Правда, сама императрица, жена Луи-Наполеона, демонстративно возила в Париж своих племянниц, дочерей графа Альба, на лекции. Строго в указанное время прибывали они к парадному подъезду аудитории в открытой коляске, и назавтра все газеты сообщали не только об их нарядах, но и о масти лошадей в упряжке. Однако ни для кого не было секретом, что это лишь дипломатия, отвлекающий маневр. На самом деле, и это тоже было известно, возглавляемая императрицей могущественная придворная клика сторонников Ватикана уже давно вынесла приговор Дюрюи. Но тот не сдавался.
«Вспыльчивый прелат вышел из себя, — отвечал министр на один из очередных выпадов орлеанского епископа. — Он видит в курсах, в светском образовании угрозу для монастырей, он опасается, что монастырям помешают захватывать посредством всяческих ухищрений завещаемые имущества. И это его ужасает. Что ж, он прав!»
Меткие ответы министра приводили в еще большую ярость его врагов, и те кляли с амвонов «ужасные утопии Дюрюи», предавали анафеме искусителей, «ночью и днем сеющих плевелы в поле».

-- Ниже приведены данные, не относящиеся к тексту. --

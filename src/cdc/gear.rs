//! Gear rolling hash.
//!
//! The table is derived from BLAKE3 of each single byte value, first 8 bytes
//! read little-endian, so it is reproducible without shipping constants.

use std::sync::OnceLock;

pub type GearTable = [u64; 256];

/// Bytes that influence one hash value; older bytes have been shifted out.
pub const GEAR_WINDOW: usize = 64;

static GEAR_TABLE: OnceLock<GearTable> = OnceLock::new();

pub fn gear_table() -> &'static GearTable {
    GEAR_TABLE.get_or_init(build_table)
}

fn build_table() -> GearTable {
    let mut table = [0u64; 256];
    for (i, slot) in table.iter_mut().enumerate() {
        let hash = blake3::hash(&[i as u8]);
        let mut first = [0u8; 8];
        first.copy_from_slice(&hash.as_bytes()[..8]);
        *slot = u64::from_le_bytes(first);
    }
    table
}

#[inline]
pub fn roll(hash: u64, byte: u8, table: &GearTable) -> u64 {
    (hash << 1).wrapping_add(table[byte as usize])
}

#[cfg(test)]
mod tests {
    use super::*;

    #[test]
    fn test_gear_table_spot_checks() {
        let table = gear_table();
        assert_eq!(table[0], 0xf1611bf1dfde3a2d, "GEAR[0] mismatch: got {:#x}", table[0]);
        assert_eq!(table[1], 0xe072c1bb1f72fc48, "GEAR[1] mismatch: got {:#x}", table[1]);
        assert_eq!(table[255], 0x6d93c57b374dd499, "GEAR[255] mismatch: got {:#x}", table[255]);
    }

    #[test]
    fn test_hash_forgets_old_bytes() {
        let table = gear_table();
        let tail = [0x5au8; GEAR_WINDOW];
        let fold = |prefix: u8| {
            let mut h = roll(0, prefix, table);
            for &b in &tail {
                h = roll(h, b, table);
            }
            h
        };
        assert_eq!(fold(1), fold(200));
    }
}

«Громы восьмидесяти епископов гремели в этой буре», — писали впоследствии историки, рассказывая, как церковники травили ненавистного им министра просвещения. Сам папа Пий IX принял участие в кампании. Грозовые тучи, сгустившиеся над Дюрюи в Париже, бросили в Авиньоне тень на Фабра, и он скоро это почувствовал. Ханжи торжествовали. «Хвалу спешите вознести! Ведь капуцины вновь в чести!» Неотвратимо и тягостно назревал конфликт с руководителями муниципалитета и лицея.
Между тем тучи надвигались и с другой стороны. Как мечтал Фабр, покорив марену, купить себе независимость, сбросить оковы поденщины, избавиться от нищеты! Сколько труда вложил он в исследования, сколько выдумки и терпения требовали бесконечные пробы. И так не месяцы, а годы — двенадцать лет! Наконец все позади. Он нашел способ получать концентрированную чистую краску. И уже не в крохотных капсулах под стеклянной воронкой. Открыта целая фабрика, на которой производится новый краситель.

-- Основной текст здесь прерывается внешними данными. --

//! Immutable archive configuration.
//!
//! An [`ArchiveConfig`] is built once (struct literal over `Default`, a JSON
//! file, or CLI flags), validated once, and then shared read-only by every
//! stage of a session.  Nothing in the crate reads process-wide settings.
//!
//! ```
//! use dedarc::config::{ArchiveConfig, Method};
//! use dedarc::codec::CodecId;
//!
//! let cfg = ArchiveConfig {
//!     method: Method::Exhaustive,
//!     codec:  CodecId::Lz4,
//!     ..ArchiveConfig::default()
//! };
//! cfg.validate().unwrap();
//! ```

use serde::{Deserialize, Serialize};
use std::fmt;
use std::path::{Path, PathBuf};
use zeroize::Zeroize;

use crate::cdc::{ChunkParams, RollingKind};
use crate::codec::{CodecId, CodecStage};
use crate::crypto::{MAX_KDF_ITERATIONS, MAX_KDF_MEMORY_KIB};
use crate::error::{ArcError, Result};

/// Lower bound for `min_match`; shorter matches cost more to encode than they save.
pub const MIN_MATCH_FLOOR: usize = 16;
/// Default solid block size: 16 MiB.
pub const DEFAULT_SOLID_BLOCK_SIZE: usize = 16 * 1024 * 1024;
/// Default I/O buffer: 8 MiB.
pub const DEFAULT_BUF_SIZE: usize = 8 * 1024 * 1024;

/// 0 = warnings only, then info, debug, trace.
pub fn log_filter_for(verbosity: u8) -> log::LevelFilter {
    match verbosity {
        0 => log::LevelFilter::Warn,
        1 => log::LevelFilter::Info,
        2 => log::LevelFilter::Debug,
        _ => log::LevelFilter::Trace,
    }
}

// ── Method ────────────────────────────────────────────────────────────────────

/// Dedup method 0–5, trading thoroughness for speed and memory.
#[derive(Debug, Clone, Copy, PartialEq, Eq, Hash, Serialize, Deserialize)]
#[serde(try_from = "u8", into = "u8")]
pub enum Method {
    /// Fixed-size pieces, dictionary limited to the I/O buffer.
    InMemory   = 0,
    /// Polynomial (Rabin) content-defined chunking.
    Cdc        = 1,
    /// Gear content-defined chunking.
    GearCdc    = 2,
    /// Gear CDC with precomputed BLAKE3 digests instead of byte compares.
    Digests    = 3,
    /// Gear CDC, two-pass future-LZ indexing.
    FutureLz   = 4,
    /// Gear CDC, several candidates per fingerprint.
    Exhaustive = 5,
}

impl Method {
    pub fn number(self) -> u8 {
        self as u8
    }
}

impl TryFrom<u8> for Method {
    type Error = String;

    fn try_from(v: u8) -> std::result::Result<Self, Self::Error> {
        Ok(match v {
            0 => Method::InMemory,
            1 => Method::Cdc,
            2 => Method::GearCdc,
            3 => Method::Digests,
            4 => Method::FutureLz,
            5 => Method::Exhaustive,
            other => return Err(format!("method must be 0-5, got {other}")),
        })
    }
}

impl From<Method> for u8 {
    fn from(m: Method) -> u8 {
        m as u8
    }
}

// ── Small enums ───────────────────────────────────────────────────────────────

#[derive(Debug, Clone, Copy, PartialEq, Eq, Default, Serialize, Deserialize)]
#[serde(rename_all = "lowercase")]
pub enum LargePages {
    #[default]
    Disable,
    Try,
    Force,
}

impl LargePages {
    pub fn from_name(s: &str) -> Option<Self> {
        match s.to_lowercase().as_str() {
            "disable" | "off" => Some(LargePages::Disable),
            "try" => Some(LargePages::Try),
            "force" => Some(LargePages::Force),
            _ => None,
        }
    }
}

/// Chunk fingerprint function.
#[derive(Debug, Clone, Copy, PartialEq, Eq, Default, Serialize, Deserialize)]
#[serde(rename_all = "lowercase")]
pub enum HashKind {
    #[default]
    Blake3,
    Crc32,
}

impl HashKind {
    pub fn from_name(s: &str) -> Option<Self> {
        match s.to_lowercase().as_str() {
            "blake3" => Some(HashKind::Blake3),
            "crc32" | "crc" => Some(HashKind::Crc32),
            _ => None,
        }
    }
}

#[derive(Debug, Clone, Copy, PartialEq, Eq, Serialize, Deserialize)]
#[serde(rename_all = "snake_case")]
pub enum TwoPass {
    /// Index only fingerprints seen more than once in the block.
    FutureLz,
    /// Build the full first-occurrence index before emitting matches.
    IndexLz,
}

impl TwoPass {
    pub fn from_name(s: &str) -> Option<Self> {
        match s.to_lowercase().replace(['-', '_'], "").as_str() {
            "futurelz" => Some(TwoPass::FutureLz),
            "indexlz" => Some(TwoPass::IndexLz),
            _ => None,
        }
    }
}

/// Password kept out of `Debug` output and wiped on drop.
#[derive(Clone, PartialEq, Eq, Serialize, Deserialize)]
#[serde(transparent)]
pub struct Password(String);

impl Password {
    pub fn new(s: impl Into<String>) -> Self {
        Self(s.into())
    }

    pub fn expose(&self) -> &str {
        &self.0
    }
}

impl fmt::Debug for Password {
    fn fmt(&self, f: &mut fmt::Formatter<'_>) -> fmt::Result {
        f.write_str("Password(***)")
    }
}

impl Drop for Password {
    fn drop(&mut self) {
        self.0.zeroize();
    }
}

// ── ArchiveConfig ─────────────────────────────────────────────────────────────

#[derive(Debug, Clone, Serialize, Deserialize)]
#[serde(default)]
pub struct ArchiveConfig {
    pub method:                Method,
    /// Dedup window in bytes.  `None` = the whole solid block.
    pub dict_size:             Option<u64>,
    pub buf_size:              usize,
    /// Dictionary sampling: only fingerprints with `accel` low zero bits are indexed.
    pub accel:                 u8,
    pub min_match:             usize,
    /// Target (average) chunk length L.
    pub chunk_size:            usize,
    pub max_chunk:             usize,
    /// Worker threads; 0 = one per available core.
    pub threads:               usize,
    pub verbosity:             u8,
    pub use_mmap:              bool,
    pub large_pages:           LargePages,
    pub hash:                  HashKind,
    #[serde(skip_serializing)]
    pub password:              Option<Password>,
    /// Directory for spill files when a block buffer exceeds the memory budget.
    pub temp_dir:              Option<PathBuf>,
    /// Explicit spill file path; takes precedence over `temp_dir`.
    pub vm_file:               Option<PathBuf>,
    /// Memory budget in bytes.  `None` = currently available system memory.
    pub max_memory:            Option<u64>,
    pub codec:                 CodecId,
    pub level:                 i32,
    pub solid_block_size:      usize,
    /// Seal a block after this many files.  `None` = size threshold only.
    pub solid_block_files:     Option<usize>,
    /// Override the pass structure; `None` = derived from `method`.
    pub two_pass:              Option<TwoPass>,
    pub exhaustive_candidates: usize,
    pub kdf_iterations:        u32,
    pub kdf_memory_kib:        u32,
    pub comment:               String,
    pub locked:                bool,
    pub recovery:              String,
}

impl Default for ArchiveConfig {
    fn default() -> Self {
        Self {
            method:                Method::GearCdc,
            dict_size:             None,
            buf_size:              DEFAULT_BUF_SIZE,
            accel:                 0,
            min_match:             256,
            chunk_size:            2048,
            max_chunk:             16 * 1024,
            threads:               0,
            verbosity:             0,
            use_mmap:              true,
            large_pages:           LargePages::Disable,
            hash:                  HashKind::Blake3,
            password:              None,
            temp_dir:              None,
            vm_file:               None,
            max_memory:            None,
            codec:                 CodecId::Zstd,
            level:                 CodecId::Zstd.default_level(),
            solid_block_size:      DEFAULT_SOLID_BLOCK_SIZE,
            solid_block_files:     None,
            two_pass:              None,
            exhaustive_candidates: 8,
            kdf_iterations:        3,
            kdf_memory_kib:        64 * 1024,
            comment:               String::new(),
            locked:                false,
            recovery:              String::new(),
        }
    }
}

impl ArchiveConfig {
    pub fn from_json_file<P: AsRef<Path>>(path: P) -> Result<Self> {
        let bytes = std::fs::read(path.as_ref())?;
        let cfg: Self = serde_json::from_slice(&bytes)
            .map_err(|e| ArcError::Config(format!("{}: {e}", path.as_ref().display())))?;
        cfg.validate()?;
        Ok(cfg)
    }

    pub fn with_password(mut self, password: impl Into<String>) -> Self {
        self.password = Some(Password::new(password));
        self
    }

    pub fn with_method(mut self, method: Method) -> Self {
        self.method = method;
        self
    }

    /// Set the codec stage; `level` of `None` picks the codec's default.
    pub fn with_codec(mut self, codec: CodecId, level: Option<i32>) -> Self {
        self.codec = codec;
        self.level = level.unwrap_or_else(|| codec.default_level());
        self
    }

    pub fn with_threads(mut self, threads: usize) -> Self {
        self.threads = threads;
        self
    }

    pub fn with_chunking(mut self, min_match: usize, chunk_size: usize, max_chunk: usize) -> Self {
        self.min_match = min_match;
        self.chunk_size = chunk_size;
        self.max_chunk = max_chunk;
        self
    }

    pub fn with_solid_block(mut self, size: usize, files: Option<usize>) -> Self {
        self.solid_block_size = size;
        self.solid_block_files = files;
        self
    }

    pub fn with_dict_size(mut self, dict_size: Option<u64>) -> Self {
        self.dict_size = dict_size;
        self
    }

    pub fn with_kdf(mut self, iterations: u32, memory_kib: u32) -> Self {
        self.kdf_iterations = iterations;
        self.kdf_memory_kib = memory_kib;
        self
    }

    pub fn with_max_memory(mut self, bytes: Option<u64>) -> Self {
        self.max_memory = bytes;
        self
    }

    pub fn with_temp_dir(mut self, dir: impl Into<PathBuf>) -> Self {
        self.temp_dir = Some(dir.into());
        self
    }

    pub fn locked(mut self, locked: bool) -> Self {
        self.locked = locked;
        self
    }

    /// Reject inconsistent settings before any work starts.
    pub fn validate(&self) -> Result<()> {
        let bad = |msg: String| Err(ArcError::Config(msg));
        if self.min_match < MIN_MATCH_FLOOR {
            return bad(format!("min_match must be at least {MIN_MATCH_FLOOR}, got {}", self.min_match));
        }
        if self.chunk_size < self.min_match {
            return bad(format!(
                "chunk_size ({}) must not be smaller than min_match ({})",
                self.chunk_size, self.min_match
            ));
        }
        if self.max_chunk < self.chunk_size {
            return bad(format!(
                "max_chunk ({}) must not be smaller than chunk_size ({})",
                self.max_chunk, self.chunk_size
            ));
        }
        if self.buf_size == 0 || self.solid_block_size == 0 {
            return bad("buf_size and solid_block_size must be non-zero".into());
        }
        if self.dict_size == Some(0) {
            return bad("dict_size must be non-zero when set".into());
        }
        if self.solid_block_files == Some(0) {
            return bad("solid_block_files must be non-zero when set".into());
        }
        if self.accel > 8 {
            return bad(format!("accel must be 0-8, got {}", self.accel));
        }
        if self.exhaustive_candidates == 0 {
            return bad("exhaustive_candidates must be at least 1".into());
        }
        if !(1..=MAX_KDF_ITERATIONS).contains(&self.kdf_iterations) {
            return bad(format!("kdf_iterations must be 1-{MAX_KDF_ITERATIONS}, got {}", self.kdf_iterations));
        }
        if !(8..=MAX_KDF_MEMORY_KIB).contains(&self.kdf_memory_kib) {
            return bad(format!("kdf_memory_kib must be 8-{MAX_KDF_MEMORY_KIB}, got {}", self.kdf_memory_kib));
        }
        if self.large_pages == LargePages::Force {
            return bad("large-page mode 'force' is not available in this build".into());
        }
        if let Some(p) = &self.password {
            if p.expose().is_empty() {
                return bad("password must not be empty".into());
            }
        }
        Ok(())
    }

    // ── Derived settings ─────────────────────────────────────────────────────

    pub fn worker_threads(&self) -> usize {
        if self.threads > 0 {
            self.threads
        } else {
            std::thread::available_parallelism().map(|n| n.get()).unwrap_or(1)
        }
    }

    /// Bytes a match may reach back.  Method 0 only sees its I/O buffer.
    pub fn dictionary_window(&self) -> u64 {
        match self.method {
            Method::InMemory => self.buf_size as u64,
            _ => self.dict_size.unwrap_or(self.solid_block_size as u64),
        }
    }

    /// One match dictionary spans the whole write session, so later blocks
    /// reference earlier ones.  Off when the window fits in a single block;
    /// blocks then decode independently and dedup runs in parallel.
    pub fn session_dictionary(&self) -> bool {
        self.method != Method::InMemory && self.dictionary_window() > self.solid_block_size as u64
    }

    /// Log level for a session, from `verbosity`.
    pub fn log_filter(&self) -> log::LevelFilter {
        log_filter_for(self.verbosity)
    }

    pub fn precompute_digests(&self) -> bool {
        self.method == Method::Digests
    }

    /// Matches stay on chunk boundaries (no byte-wise extension).
    pub fn round_matches(&self) -> bool {
        self.method == Method::Digests && self.dict_size.is_none()
    }

    pub fn pass_mode(&self) -> Option<TwoPass> {
        self.two_pass.or(match self.method {
            Method::FutureLz => Some(TwoPass::FutureLz),
            _ => None,
        })
    }

    pub fn candidates_per_fingerprint(&self) -> usize {
        match self.method {
            Method::Exhaustive => self.exhaustive_candidates,
            _ => 1,
        }
    }

    pub fn chunk_params(&self) -> ChunkParams {
        let kind = match self.method {
            Method::InMemory => RollingKind::Fixed,
            Method::Cdc => RollingKind::Rabin,
            _ => RollingKind::Gear,
        };
        ChunkParams {
            min_len: self.min_match,
            target:  self.chunk_size,
            max_len: self.max_chunk,
            kind,
        }
    }

    pub fn codec_stage(&self) -> CodecStage {
        CodecStage::new(self.codec, self.level)
    }
}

Синяя птица — вот она, в руках!
Но тут среди владельцев красилен распространяется туманный слух, будто в Германии какие-то фантазеры затеяли добывать краски из… каменного угля. Неясный слух сменяют более определенные утверждения. Наконец приходит информация, не оставляющая места для сомнений: немецкие химики разработали технологию получения искусственных красителей!

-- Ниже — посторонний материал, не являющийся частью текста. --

//! Upload validation and on-disk persistence of photo originals
//!
//! **[TPS-UP-010]** Uploads are written to a single flat directory under a
//! generated unique filename that preserves the original extension. No
//! thumbnail generation exists; `thumbnailUrl` fields stay unset.

use std::path::{Path, PathBuf};

use thiserror::Error;
use uuid::Uuid;

/// Maximum number of files accepted per upload request
pub const MAX_FILES_PER_UPLOAD: usize = 50;

/// Per-file size cap in bytes (10 MB)
pub const MAX_FILE_BYTES: usize = 10 * 1024 * 1024;

/// Accepted photo MIME types. `image/jpg` is a non-standard alias some
/// clients still send.
pub const ALLOWED_MIME_TYPES: [&str; 3] = ["image/jpeg", "image/png", "image/jpg"];

/// Upload rejection reasons, all mapped to 400 responses
#[derive(Debug, Error)]
pub enum UploadError {
    #[error("No files uploaded")]
    NoFiles,

    #[error("Too many files: {count} exceeds the limit of {MAX_FILES_PER_UPLOAD}")]
    TooManyFiles { count: usize },

    #[error("File {name} is too large: {size} bytes exceeds the 10MB limit")]
    FileTooLarge { name: String, size: usize },

    #[error("Only JPEG and PNG files are allowed (got {mime} for {name})")]
    UnsupportedType { name: String, mime: String },
}

impl UploadError {
    /// Stable machine-readable code for the error body
    pub fn error_code(&self) -> &'static str {
        match self {
            UploadError::NoFiles => "UPLOAD_EMPTY",
            UploadError::TooManyFiles { .. } => "UPLOAD_TOO_MANY",
            UploadError::FileTooLarge { .. } => "UPLOAD_TOO_LARGE",
            UploadError::UnsupportedType { .. } => "UPLOAD_BAD_TYPE",
        }
    }
}

/// One validated part of a photo upload, held in memory until the whole
/// request has passed validation (a rejected request must leave no partial
/// state behind).
#[derive(Debug)]
pub struct IncomingPhoto {
    pub original_name: String,
    pub content_type: String,
    pub bytes: Vec<u8>,
}

impl IncomingPhoto {
    /// Validate MIME type and size against the upload limits
    pub fn validate(&self) -> Result<(), UploadError> {
        if !ALLOWED_MIME_TYPES.contains(&self.content_type.as_str()) {
            return Err(UploadError::UnsupportedType {
                name: self.original_name.clone(),
                mime: self.content_type.clone(),
            });
        }
        if self.bytes.len() > MAX_FILE_BYTES {
            return Err(UploadError::FileTooLarge {
                name: self.original_name.clone(),
                size: self.bytes.len(),
            });
        }
        Ok(())
    }
}

/// Generate a unique stored filename preserving the original extension
pub fn unique_filename(original_name: &str) -> String {
    let extension = Path::new(original_name)
        .extension()
        .and_then(|ext| ext.to_str())
        .map(|ext| format!(".{ext}"))
        .unwrap_or_default();
    format!("{}{extension}", Uuid::new_v4())
}

/// Write the photo bytes to the uploads directory under `filename`
pub async fn persist(uploads_dir: &Path, filename: &str, bytes: &[u8]) -> std::io::Result<PathBuf> {
    let path = uploads_dir.join(filename);
    tokio::fs::write(&path, bytes).await?;
    Ok(path)
}
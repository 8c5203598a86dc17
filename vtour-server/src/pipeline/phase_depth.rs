//! Stage 2: DEPTH
//!
//! Simulated depth estimation. The stage only advances the tour record.

use super::PipelineOrchestrator;
use anyhow::Result;
use tokio_util::sync::CancellationToken;
use vtour_common::models::ProcessingStep;

impl PipelineOrchestrator {
    pub(super) async fn phase_depth(
        &self,
        tour_id: i64,
        cancel: &CancellationToken,
    ) -> Result<()> {
        self.pace(self.schedule().depth, cancel).await?;

        let processed = self.mark_stage(tour_id, ProcessingStep::Depth).await?;
        tracing::info!(tour_id, processed, "Stage 2: DEPTH - depth estimation");
        Ok(())
    }
}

Факт этот стал, как известно, страницей не только в истории органической химии, но и в истории философии, вошел в хрестоматии как классический пример, поясняющий суть материалистического подхода к процессу познания.
«Если мы можем, — писал Ф. Энгельс в „Людвиге Фейербахе“, — доказать правильность нашего понимания данного явления природы тем, что сами его производим, вызываем его из его условий, заставляем его к тому же служить нашим целям, то кантовской неуловимой „вещи-в-себе“ приходит конец. Химические вещества, производимые в телах животных и растений, оставались такими „вещами-в-себе“, пока органическая химия не стала приготовлять их одно за другим; тем самым „вещь-в-себе“ превращалась в „вещь для нас“, как, например, ализарин, красящее вещество марены, которое мы получаем теперь не из корней марены, выращиваемой в поле, а гораздо дешевле и проще из каменноугольного дегтя…»
Воспользовавшись ситуацией, дельцы за бесценок приобрели открытие Фабра. А он, сохраняя самообладание и трезвость мысли, писал: «Все надежды и ожидания разрушены в прах, но меня это не удивляет. Много поработав над получением искусственного ализарина, я достаточно разобрался в вопросе. Вполне можно было предвидеть, что в недалеком будущем реторта заменит собой продукт полей».
Да, перемены происходят быстро. Появился поезд, и сразу не нужны овес и ячмень или трава на сено для почтовых лошадей. Полевой продукт заменен дровами и каменным углем. А следом тот же каменный уголь заменил целую отрасль земледелия Воклюза. За короткий срок исчезла марена — один из китов, на которых держалось сельское хозяйство края. От всей культуры сохранились только воспоминание и статуя перса Альтена.
И именно теперь, когда Фабр оказался снова прикован к лицею, его положение там резко пошатнулось. В профессорской конъюнктурщики тех лет пылали благородным негодованием. Можно ли терпеть в качестве наставника молодежи того, кто выступает против общественного мнения, того, кто вопреки предупреждениям благонамеренных газет продолжает разлагательную работу на всяких общественных курсах, мужлана, который запанибрата и с учениками и с обанкротившимся «красным» министром?